如何在不使用Shell命令的情况下通过SSH以编程方式修改文件?
I'm writing a tool which, among other things, needs to be able to modify files over an SSH connection. However, I don't want to have to invoke CLI tools on the remote server due to security concerns (TL;DR: string escaping is really hard). How can I do this with either (a) the ssh command-line tool (invoked locally) or, (b), the golang.org/x/crypto/ssh/* packages?
EDIT: Sorry, I forgot to mention. I need to be able to do this all within a single session. On some clients, the server being connected to is behind a load balancer, so if I make multiple invocations, I might end up connecting to different servers.

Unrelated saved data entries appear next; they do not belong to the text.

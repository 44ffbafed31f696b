//! Applying pulled changes to the local database.
//!
//! Every record named by the server is first loaded, the table's changes are
//! folded into a working copy, and the difference is written in one batch
//! per table. Applying the same change set twice yields the same state.

use super::types::{ApplyStats, SyncDatabaseChangeSet, TableChanges};
use crate::action_queue::Action;
use crate::adapter::{BatchOperation, LocalStore};
use crate::conflict::resolve_conflict;
use crate::database::Database;
use crate::query::TableQuery;
use crate::raw::{DirtyRaw, RawRecord, SyncStatus, CHANGED_COLUMN, STATUS_COLUMN};
use crate::schema::TableSchema;
use crate::{error::Result, RecordId, TableName};
use std::collections::BTreeMap;
use tracing::{debug, error, warn};

/// A pulled raw, sanitized, next to the keys the server actually sent.
struct RemoteRaw<'a> {
    sanitized: RawRecord,
    sent: &'a DirtyRaw,
}

/// A table's pulled changes, validated.
struct PreparedTable<'a> {
    schema: &'a TableSchema,
    created: Vec<RemoteRaw<'a>>,
    updated: Vec<RemoteRaw<'a>>,
    deleted: &'a [RecordId],
}

/// Apply `changes` inside `action`.
///
/// Tables are processed in schema declaration order. Every table and raw is
/// validated before anything is written: an unknown table or a raw without
/// a valid id fails the whole apply.
pub async fn apply_remote_changes<S: LocalStore>(
    db: &Database<S>,
    action: &Action,
    changes: &SyncDatabaseChangeSet,
    send_created_as_updated: bool,
) -> Result<ApplyStats> {
    db.queue().ensure_in_action(
        action,
        "apply_remote_changes() can only be called from inside of an action",
    )?;

    let schema = db.schema();
    for table in changes.keys() {
        schema.require_table(table)?;
    }

    let mut prepared = Vec::new();
    for table in schema.tables() {
        if let Some(table_changes) = changes.get(&table.name) {
            prepared.push(prepare_table(table, table_changes)?);
        }
    }

    let mut stats = ApplyStats::default();
    for table in prepared {
        stats += apply_table(db, action, table, send_created_as_updated).await?;
    }
    debug!(?stats, "remote changes applied");
    Ok(stats)
}

fn prepare_table<'a>(schema: &'a TableSchema, changes: &'a TableChanges) -> Result<PreparedTable<'a>> {
    let sanitize = |raws: &'a [DirtyRaw]| {
        raws.iter()
            .map(|sent| -> Result<RemoteRaw<'a>> {
                Ok(RemoteRaw {
                    sanitized: schema.sanitize_remote(sent)?,
                    sent,
                })
            })
            .collect::<Result<Vec<_>>>()
    };
    Ok(PreparedTable {
        schema,
        created: sanitize(&changes.created)?,
        updated: sanitize(&changes.updated)?,
        deleted: &changes.deleted,
    })
}

async fn apply_table<S: LocalStore>(
    db: &Database<S>,
    action: &Action,
    table: PreparedTable<'_>,
    send_created_as_updated: bool,
) -> Result<ApplyStats> {
    let schema = table.schema;
    let name: &TableName = &schema.name;
    let ids: Vec<RecordId> = table
        .created
        .iter()
        .chain(&table.updated)
        .map(|remote| remote.sanitized.id.clone())
        .chain(table.deleted.iter().cloned())
        .collect();
    if ids.is_empty() {
        return Ok(ApplyStats::default());
    }

    let original: BTreeMap<RecordId, RawRecord> = db
        .store()
        .query(&TableQuery::new(name.as_str()).with_ids(&ids))
        .await?
        .into_iter()
        .map(|raw| (raw.id.clone(), raw))
        .collect();
    let mut working: BTreeMap<RecordId, Option<RawRecord>> = original
        .iter()
        .map(|(id, raw)| (id.clone(), Some(raw.clone())))
        .collect();
    let mut stats = ApplyStats::default();

    for remote in table.created {
        let id = remote.sanitized.id.clone();
        match working.get(&id).cloned().flatten() {
            None => {
                stats.created += 1;
                working.insert(id, Some(remote.sanitized));
            }
            Some(local) if local.status == SyncStatus::Deleted => {
                error!(table = %name, %id, "remote created a locally deleted record, resurrecting");
                stats.resurrected += 1;
                working.insert(id, Some(remote.sanitized));
            }
            Some(local) => {
                error!(table = %name, %id, "remote created an existing record, treating as update");
                let merged = merge(schema, local, remote.sent, &mut stats)?;
                working.insert(id, Some(merged));
            }
        }
    }

    for remote in table.updated {
        let id = remote.sanitized.id.clone();
        match working.get(&id).cloned().flatten() {
            None => {
                if !send_created_as_updated {
                    warn!(table = %name, %id, "remote updated a record missing locally, creating it");
                }
                stats.created += 1;
                working.insert(id, Some(remote.sanitized));
            }
            Some(local) if local.status == SyncStatus::Deleted => {
                // The local deletion is pushed next.
                stats.ignored += 1;
            }
            Some(local) => {
                let merged = merge(schema, local, remote.sent, &mut stats)?;
                working.insert(id, Some(merged));
            }
        }
    }

    for id in table.deleted {
        match working.get(id).cloned().flatten() {
            None => stats.ignored += 1,
            Some(local) if local.status == SyncStatus::Deleted => stats.ignored += 1,
            Some(_) => {
                stats.destroyed += 1;
                working.insert(id.clone(), None);
            }
        }
    }

    let operations = working
        .into_iter()
        .filter_map(|(id, next)| match (original.get(&id), next) {
            (Some(before), Some(raw)) if *before == raw => None,
            (Some(_), Some(raw)) => Some(BatchOperation::Update {
                table: name.clone(),
                raw,
            }),
            (None, Some(raw)) => Some(BatchOperation::Create {
                table: name.clone(),
                raw,
            }),
            (Some(_), None) => Some(BatchOperation::DestroyPermanently {
                table: name.clone(),
                id,
            }),
            (None, None) => None,
        })
        .collect::<Vec<_>>();

    debug!(table = %name, operations = operations.len(), "writing remote changes");
    db.apply_operations(action, operations).await?;
    Ok(stats)
}

/// Server version of a record that exists locally and is not deleted.
///
/// Only the keys the server sent replace local values; the result is
/// sanitized afterwards, so a column the server left out keeps its local
/// value instead of falling back to its default.
fn merge(
    schema: &TableSchema,
    local: RawRecord,
    sent: &DirtyRaw,
    stats: &mut ApplyStats,
) -> Result<RawRecord> {
    let mut overlaid = local.to_sync_payload();
    overlaid.extend(
        sent.iter()
            .filter(|(key, _)| !matches!(key.as_str(), STATUS_COLUMN | CHANGED_COLUMN))
            .map(|(key, value)| (key.clone(), value.clone())),
    );
    let remote = schema.sanitize_remote(&overlaid)?;

    if local.status == SyncStatus::Synced {
        stats.updated += 1;
        Ok(remote)
    } else {
        stats.conflicts += 1;
        Ok(resolve_conflict(&local, &remote))
    }
}
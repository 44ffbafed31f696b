//! Per-table entry point for reads and record creation.

use crate::adapter::LocalStore;
use crate::cache::RecordCache;
use crate::database::Database;
use crate::id::random_id;
use crate::model::{PreparedKind, PreparedRecord, Record, RecordDraft};
use crate::query::{Condition, TableQuery};
use crate::raw::RawRecord;
use crate::schema::TableSchema;
use crate::{error::Result, Error, RecordId};
use std::sync::Arc;

/// Records of one table.
pub struct Collection<S: LocalStore> {
    database: Database<S>,
    cache: Arc<RecordCache>,
}

impl<S: LocalStore> std::fmt::Debug for Collection<S> {
    fn fmt(&self, f: &mut std::fmt::Formatter<'_>) -> std::fmt::Result {
        f.debug_struct("Collection")
            .field("table", &self.table())
            .field("cached", &self.cache.len())
            .finish()
    }
}

impl<S: LocalStore> Collection<S> {
    pub(crate) fn new(database: Database<S>, cache: Arc<RecordCache>) -> Self {
        Self { database, cache }
    }

    pub fn table(&self) -> &str {
        self.cache.table()
    }

    pub fn schema(&self) -> &TableSchema {
        self.cache.schema()
    }

    pub fn database(&self) -> &Database<S> {
        &self.database
    }

    /// Find a record by id, tombstones included.
    pub async fn find(&self, id: &str) -> Result<Record> {
        if let Some(record) = self.cache.get(id) {
            return Ok(record);
        }
        match self.database.store().find(self.table(), id).await? {
            Some(raw) => Ok(self.cache.record_from_raw(raw)),
            None => Err(Error::RecordNotFound {
                table: self.table().to_string(),
                id: id.to_string(),
            }),
        }
    }

    /// Records matching every condition. Records marked as deleted are
    /// never returned.
    pub async fn query(&self, conditions: impl IntoIterator<Item = Condition>) -> Result<Vec<Record>> {
        let raws = self.database.store().query(&self.live_query(conditions)).await?;
        Ok(raws
            .into_iter()
            .map(|raw| self.cache.record_from_raw(raw))
            .collect())
    }

    /// Number of records [`Collection::query`] would return.
    pub async fn count(&self, conditions: impl IntoIterator<Item = Condition>) -> Result<usize> {
        self.database.store().count(&self.live_query(conditions)).await
    }

    fn live_query(&self, conditions: impl IntoIterator<Item = Condition>) -> TableQuery {
        conditions
            .into_iter()
            .fold(TableQuery::new(self.table()).not_deleted(), TableQuery::and)
    }

    /// Prepare creating a record with a random id.
    pub fn prepare_create<F>(&self, builder: F) -> Result<PreparedRecord>
    where
        F: FnOnce(&mut RecordDraft<'_>) -> Result<()>,
    {
        self.prepare_create_with_id(random_id(), builder)
    }

    /// Prepare creating a record with a caller-chosen id.
    pub fn prepare_create_with_id<F>(&self, id: impl Into<RecordId>, builder: F) -> Result<PreparedRecord>
    where
        F: FnOnce(&mut RecordDraft<'_>) -> Result<()>,
    {
        let id = id.into();
        if id.is_empty() {
            return Err(Error::InvalidRecordId(format!("{}: empty id", self.table())));
        }

        let mut draft = RecordDraft::new(self.schema(), self.schema().blank_raw(id));
        builder(&mut draft)?;
        Ok(self.prepare_create_from_raw(draft.into_raw()))
    }

    /// Prepare inserting an already built raw as is.
    pub(crate) fn prepare_create_from_raw(&self, raw: RawRecord) -> PreparedRecord {
        let record = Record::from_raw(self.cache.schema().clone(), raw.clone());
        PreparedRecord::new(PreparedKind::Create, raw, record)
    }

    /// Handle for a raw read directly from the store.
    pub fn record_from_raw(&self, raw: RawRecord) -> Record {
        self.cache.record_from_raw(raw)
    }
}
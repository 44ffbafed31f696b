//! Tandem CLI - convergence simulation for the sync core.
//!
//! Runs several client replicas against an in-memory server replica, with
//! local edits racing every sync, and checks that they all end up holding
//! the server's data. Prints a JSON summary and exits non-zero when a
//! replica diverged.

mod config;
mod error;
mod remote;
mod simulation;

use crate::config::Config;
use crate::error::Result;
use std::process::ExitCode;
use tracing_subscriber::{layer::SubscriberExt, util::SubscriberInitExt};

#[tokio::main]
async fn main() -> ExitCode {
    // Load .env first so it can set RUST_LOG
    dotenvy::dotenv().ok();

    // Initialize tracing
    tracing_subscriber::registry()
        .with(
            tracing_subscriber::EnvFilter::try_from_default_env()
                .unwrap_or_else(|_| "tandem_cli=info,tandem_engine=info".into()),
        )
        .with(tracing_subscriber::fmt::layer().with_writer(std::io::stderr))
        .init();

    match run().await {
        Ok(true) => ExitCode::SUCCESS,
        Ok(false) => ExitCode::from(1),
        Err(e) => {
            tracing::error!(error = %e, "simulation failed");
            ExitCode::from(2)
        }
    }
}

/// Whether every replica converged.
async fn run() -> Result<bool> {
    let config = Config::from_env()?;
    tracing::info!(
        clients = config.clients,
        rounds = config.rounds,
        latency_ms = config.remote_latency.as_millis() as u64,
        "starting simulation"
    );

    let summary = simulation::run(&config).await?;
    println!("{}", serde_json::to_string_pretty(&summary)?);
    Ok(summary.converged)
}
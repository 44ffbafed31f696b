//! The database: a [`LocalStore`] plus the machinery that makes writes safe.
//!
//! Writes go through [`Database::batch`] inside an action of the database's
//! [`ActionQueue`]. After each committed batch the identity map is updated
//! and a list of [`CollectionChange`]s is broadcast to subscribers.

use crate::action_queue::{Action, ActionQueue};
use crate::adapter::{BatchOperation, LocalStore};
use crate::cache::RecordCache;
use crate::collection::Collection;
use crate::model::{PreparedKind, PreparedRecord, Record, RecordDraft};
use crate::raw::SyncStatus;
use crate::schema::AppSchema;
use crate::{error::Result, Error, RecordId, TableName};
use serde::{Deserialize, Serialize};
use std::collections::HashMap;
use std::future::Future;
use std::sync::Arc;
use tokio::sync::broadcast;
use tracing::{debug, warn};

/// Capacity of the change feed before slow subscribers start lagging.
const CHANGE_FEED_CAPACITY: usize = 256;

/// Kind of a committed change.
#[derive(Debug, Clone, Copy, PartialEq, Eq, Serialize, Deserialize)]
#[serde(rename_all = "lowercase")]
pub enum ChangeKind {
    Created,
    Updated,
    Destroyed,
}

/// One committed change to a record.
#[derive(Debug, Clone, PartialEq, Eq, Serialize, Deserialize)]
#[serde(rename_all = "camelCase")]
pub struct CollectionChange {
    pub table: TableName,
    pub id: RecordId,
    pub kind: ChangeKind,
}

impl CollectionChange {
    fn from_operation(op: &BatchOperation) -> Self {
        let kind = match op {
            BatchOperation::Create { .. } => ChangeKind::Created,
            BatchOperation::Update { .. } => ChangeKind::Updated,
            BatchOperation::MarkAsDeleted { .. } | BatchOperation::DestroyPermanently { .. } => {
                ChangeKind::Destroyed
            }
        };
        Self {
            table: op.table().to_string(),
            id: op.id().to_string(),
            kind,
        }
    }
}

struct DatabaseInner<S> {
    store: S,
    queue: ActionQueue,
    caches: HashMap<TableName, Arc<RecordCache>>,
    changes: broadcast::Sender<Vec<CollectionChange>>,
}

/// Handle to a local database. Clones share the same state.
pub struct Database<S: LocalStore> {
    inner: Arc<DatabaseInner<S>>,
}

impl<S: LocalStore> Clone for Database<S> {
    fn clone(&self) -> Self {
        Self {
            inner: self.inner.clone(),
        }
    }
}

impl<S: LocalStore> std::fmt::Debug for Database<S> {
    fn fmt(&self, f: &mut std::fmt::Formatter<'_>) -> std::fmt::Result {
        f.debug_struct("Database")
            .field("schema_version", &self.schema().version)
            .field("queue", &self.inner.queue)
            .finish()
    }
}

impl<S: LocalStore> Database<S> {
    /// Open a database over `store`, using the store's schema.
    pub fn new(store: S) -> Self {
        let caches = store
            .schema()
            .tables()
            .map(|t| {
                (
                    t.name.clone(),
                    Arc::new(RecordCache::new(Arc::new(t.clone()))),
                )
            })
            .collect();
        let (changes, _) = broadcast::channel(CHANGE_FEED_CAPACITY);

        Self {
            inner: Arc::new(DatabaseInner {
                store,
                queue: ActionQueue::new(),
                caches,
                changes,
            }),
        }
    }

    pub fn store(&self) -> &S {
        &self.inner.store
    }

    pub fn schema(&self) -> &AppSchema {
        self.inner.store.schema()
    }

    pub fn queue(&self) -> &ActionQueue {
        &self.inner.queue
    }

    /// Run `work` as a top-level action.
    pub async fn action<T, F, Fut>(&self, label: impl Into<String>, work: F) -> Result<T>
    where
        F: FnOnce(Action) -> Fut,
        Fut: Future<Output = Result<T>>,
    {
        self.inner.queue.enqueue(label, work).await
    }

    pub fn collection(&self, table: &str) -> Result<Collection<S>> {
        Ok(Collection::new(self.clone(), self.cache(table)?.clone()))
    }

    pub(crate) fn cache(&self, table: &str) -> Result<&Arc<RecordCache>> {
        self.inner
            .caches
            .get(table)
            .ok_or_else(|| Error::TableNotFound(table.to_string()))
    }

    /// Subscribe to committed changes, one message per batch.
    pub fn changes(&self) -> broadcast::Receiver<Vec<CollectionChange>> {
        self.inner.changes.subscribe()
    }

    /// Commit prepared records atomically.
    pub async fn batch(&self, action: &Action, records: Vec<PreparedRecord>) -> Result<()> {
        self.inner.queue.ensure_in_action(
            action,
            "Database::batch() can only be called from inside of an action",
        )?;

        let operations = records.iter().map(PreparedRecord::to_operation).collect();
        self.commit(operations).await?;

        for prepared in &records {
            match prepared.kind() {
                PreparedKind::Create => {
                    prepared.record().set_raw(prepared.raw().clone());
                    self.cache(prepared.table())?.add(prepared.record().clone());
                }
                PreparedKind::Update | PreparedKind::MarkAsDeleted => {
                    prepared.record().set_raw(prepared.raw().clone());
                }
                PreparedKind::DestroyPermanently => {}
            }
        }
        Ok(())
    }

    /// Commit raw operations built by sync, bypassing record handles.
    pub(crate) async fn apply_operations(
        &self,
        action: &Action,
        operations: Vec<BatchOperation>,
    ) -> Result<()> {
        self.inner.queue.ensure_in_action(
            action,
            "local changes can only be written from inside of an action",
        )?;
        self.commit(operations).await
    }

    async fn commit(&self, operations: Vec<BatchOperation>) -> Result<()> {
        if operations.is_empty() {
            return Ok(());
        }
        for op in &operations {
            self.cache(op.table())?;
        }

        self.inner.store.batch(operations.clone()).await?;

        for op in &operations {
            let cache = self.cache(op.table())?;
            match op {
                BatchOperation::Create { raw, .. } | BatchOperation::Update { raw, .. } => {
                    cache.upsert(raw)
                }
                BatchOperation::MarkAsDeleted { id, .. } => {
                    if let Some(record) = cache.get(id) {
                        let mut raw = record.raw();
                        raw.status = SyncStatus::Deleted;
                        record.set_raw(raw);
                    }
                }
                BatchOperation::DestroyPermanently { id, .. } => cache.delete(id),
            }
        }

        let changes: Vec<_> = operations.iter().map(CollectionChange::from_operation).collect();
        debug!(changes = changes.len(), "batch committed");
        // No subscribers is fine.
        let _ = self.inner.changes.send(changes);
        Ok(())
    }

    /// Create a record in `table` and return its handle.
    pub async fn create<F>(&self, action: &Action, table: &str, builder: F) -> Result<Record>
    where
        F: FnOnce(&mut RecordDraft<'_>) -> Result<()>,
    {
        let prepared = self.collection(table)?.prepare_create(builder)?;
        let record = prepared.record().clone();
        self.batch(action, vec![prepared]).await?;
        Ok(record)
    }

    pub async fn update<F>(&self, action: &Action, record: &Record, builder: F) -> Result<()>
    where
        F: FnOnce(&mut RecordDraft<'_>) -> Result<()>,
    {
        let prepared = record.prepare_update(builder)?;
        self.batch(action, vec![prepared]).await
    }

    pub async fn mark_as_deleted(&self, action: &Action, record: &Record) -> Result<()> {
        let prepared = record.prepare_mark_as_deleted()?;
        self.batch(action, vec![prepared]).await
    }

    pub async fn destroy_permanently(&self, action: &Action, record: &Record) -> Result<()> {
        let prepared = record.prepare_destroy_permanently()?;
        self.batch(action, vec![prepared]).await
    }

    pub async fn get_local(&self, key: &str) -> Result<Option<String>> {
        self.inner.store.get_local(key).await
    }

    pub async fn set_local(&self, action: &Action, key: &str, value: String) -> Result<()> {
        self.inner.queue.ensure_in_action(
            action,
            "Database::set_local() can only be called from inside of an action",
        )?;
        self.inner.store.set_local(key, value).await
    }

    /// Wipe every record and the local key/value area, including the last
    /// pull timestamp, so that the next sync starts from scratch.
    ///
    /// Record handles obtained before the reset are no longer tracked.
    pub async fn unsafe_reset_database(&self, action: &Action) -> Result<()> {
        self.inner.queue.ensure_in_action(
            action,
            "Database::unsafe_reset_database() can only be called from inside of an action",
        )?;

        warn!("resetting database");
        self.inner.store.unsafe_reset_database().await?;
        self.unsafe_clear_caches();
        Ok(())
    }

    /// Drop every cached record handle.
    pub fn unsafe_clear_caches(&self) {
        for cache in self.inner.caches.values() {
            cache.clear();
        }
    }
}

我正在编写一个工具,该工具除其他外,需要能够通过SSH连接修改文件。 但是,由于安全方面的考虑,我不想在远程服务器上调用CLI工具(TL; DR:字符串转义确实很难)。 我该如何使用(a)ssh命令行工具(在本地调用)或(b) 编辑: strong>:抱歉,我忘了提。 我需要能够在一个会话中完成所有这些操作。 在某些客户端上,连接到的服务器位于负载均衡器的后面,因此,如果我多次调用,最终可能会连接到其他服务器。 p>
div> golang.org/x/crypto/ssh / * code>软件包来做到这一点? p >
Establish a master connection with ssh that you keep alive. Then you can download the file to your localhost, modify it and upload it again using scp while tunneling through the master connection.
I am not sure how you plan on doing that. SSH is a very strict protocol which allows you to do specific things: file transfer and terminal connection.
You can see here the features different ssh servers have: https://en.wikipedia.org/wiki/Comparison_of_SSH_servers#Features
But SSH is just a protocol: a set of commands the SSH server (as opposed to the SSH client, which would be your go program) will understand.
If you want to do specific actions, I recommend you to build your own server, that you secure using encryption technologies such as SSL or TLS, to which your client will connect.
PS: This question is not really Go-related, but more SSH related, as it works the same for any language.
The most portable way to manipulate files through SSH is to use the SFTP protocol. SFTP is mostly used to transfer files, but it's really a remote filesystem protocol. It has operations to do all of the following on the remote system:
- Create, delete, and rename files
- Open files for reading or writing; read and write blocks of data within a file.
- List directory contents
- Read and change file attributes
SFTP exposes a POSIX (unix-like) naming scheme. The file separator is a "/" and absolute paths start with "/". File attributes also follow the POSIX model.